Ruidoso needs to pass and implement an ordinance with more permanent water conservation

measures and fewer or no exemptions, in conjunction with a water conservation public

education campaign that targets both local residents and tourists.

Although the Village does not currently reuse water, it commissioned the preparation of a study

that evaluates the feasibility of treating and reclaiming wastewater effluent for indirect potable

reuse (LA and JSAI, 2006). The feasibility study evaluates the potential for irrigating the Links,

Cree Meadows, and Innsbrook golf courses, as well as the high school track and field area and

other uses, using reuse water. Each of these areas is currently irrigated using wells dedicated

to this purpose, but if they were to transition over to watering with reuse water, the water from

their wells could potentially be used by the Village. The feasibility study estimates that indirect



potable reuse could provide 1,000 to 4,000 acre-feet of water each year (LA and JSAI, 2006),

thus freeing up that amount for other uses. The Village plans to put a request for reuse project

funding in its Infrastructure Capitol Improvements Plan this year, although funding for this

project is not guaranteed. The Village estimates that it will need $5 million to bring reuse online

at the Links golf course (Mosley, 2007).

Overall, Village water department staff feel that Ruidoso residents are resistant to water

conservation, and they seem to prefer to pay the fees or fines they are issued rather than

conserve water (Village of Ruidoso, 2006). Water department personnel suggested that fines

be added to water bills rather than going through the courts (Village of Ruidoso, 2006).

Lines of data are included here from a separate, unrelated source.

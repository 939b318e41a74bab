use indexmap::IndexMap;

use crate::swagger::{Operation, Parameter, PathItem, Response, Schema, SchemaOrRef};

/// Name of the definition used for 404 responses on individual paths.
pub const ERROR_RESPONSE: &str = "ErrorResponse";

/// Emit the paths for one collection.
///
/// `/<collection>` always gets `get` and `post`. List collections also get
/// `/<collection>/{id}` with `get`, `patch` and `put`. No `delete` operation
/// is produced.
pub fn synthesize_paths(
    paths: &mut IndexMap<String, PathItem>,
    type_name: &str,
    collection_name: &str,
    is_list: bool,
) {
    paths.insert(
        format!("/{collection_name}"),
        PathItem {
            get: Some(collection_get(type_name, is_list)),
            post: Some(collection_post(type_name)),
            ..Default::default()
        },
    );

    if is_list {
        paths.insert(
            format!("/{collection_name}/{{id}}"),
            individual_path(type_name),
        );
    }
}

/// The `ErrorResponse` definition referenced by 404 responses.
pub fn error_response_schema() -> Schema {
    let mut schema = Schema::object();
    schema.insert_property("code", Schema::int64().into());
    schema.insert_property("message", Schema::string().into());
    schema
}

fn collection_get(type_name: &str, is_list: bool) -> Operation {
    let item = SchemaOrRef::definition(type_name);
    let (summary, description, operation_id, response) = if is_list {
        (
            format!("Get all {type_name}"),
            format!("Get the instances of {type_name} that matches the search conditions"),
            format!("getall{type_name}"),
            Response::new(format!("A list of {type_name}"), Schema::array_of(item).into()),
        )
    } else {
        (
            format!("Get the {type_name}"),
            format!("Get the one {type_name}"),
            format!("get{type_name}"),
            Response::new(format!("A {type_name}"), item),
        )
    };

    Operation {
        summary,
        description,
        operation_id,
        parameters: Vec::new(),
        responses: IndexMap::from([("200".to_string(), response)]),
    }
}

fn collection_post(type_name: &str) -> Operation {
    Operation {
        summary: format!("Post a new {type_name}"),
        description: format!("Add a new {type_name}"),
        operation_id: format!("post{type_name}"),
        parameters: vec![body_parameter(type_name, "to be added")],
        responses: IndexMap::from([(
            "200".to_string(),
            Response::new(
                format!("The added {type_name}"),
                SchemaOrRef::definition(type_name),
            ),
        )]),
    }
}

fn individual_path(type_name: &str) -> PathItem {
    let responses = individual_responses(type_name);

    let get = Operation {
        summary: format!("Get one {type_name}"),
        description: format!("Get the {type_name} with the given id"),
        operation_id: format!("get{type_name}Individual"),
        parameters: Vec::new(),
        responses: responses.clone(),
    };

    PathItem {
        parameters: vec![Parameter::path_id()],
        get: Some(get),
        put: Some(individual_update(type_name, "Put", "put", &responses)),
        patch: Some(individual_update(type_name, "Patch", "patch", &responses)),
        ..Default::default()
    }
}

/// `patch` and `put` differ only in wording and operationId prefix.
fn individual_update(
    type_name: &str,
    verb: &str,
    id_prefix: &str,
    responses: &IndexMap<String, Response>,
) -> Operation {
    Operation {
        summary: format!("{verb} the {type_name}"),
        description: format!("{verb} the {type_name} with the given id"),
        operation_id: format!("{id_prefix}{type_name}"),
        parameters: vec![body_parameter(type_name, "with the new values")],
        responses: responses.clone(),
    }
}

fn individual_responses(type_name: &str) -> IndexMap<String, Response> {
    IndexMap::from([
        (
            "200".to_string(),
            Response::new(
                format!("The {type_name} with the given id"),
                SchemaOrRef::definition(type_name),
            ),
        ),
        (
            "404".to_string(),
            Response::new(
                format!("No {type_name} with the given id"),
                SchemaOrRef::definition(ERROR_RESPONSE),
            ),
        ),
    ])
}

fn body_parameter(type_name: &str, purpose: &str) -> Parameter {
    Parameter::body(
        format!("bodyAdd{type_name}"),
        format!("{type_name} object {purpose}"),
        SchemaOrRef::definition(type_name),
    )
}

7. Leaks and Leak Detection

The Village water system includes 44 pressure zones, with pressures ranging from 30 to 260

pounds per square inch (psi). Leaks are not readily identified due to the geology of the area,

and losses due to leaks are expected to be significant due to the high pressures in the system.

High pressure can lead to higher leak rates and also higher break rates, and the longer a leak

goes undetected, the more damage it can cause. A set of studies referenced by Mays showed

a 6 percent reduction in water use following a 30-psi reduction in pressure (Mays, 2000).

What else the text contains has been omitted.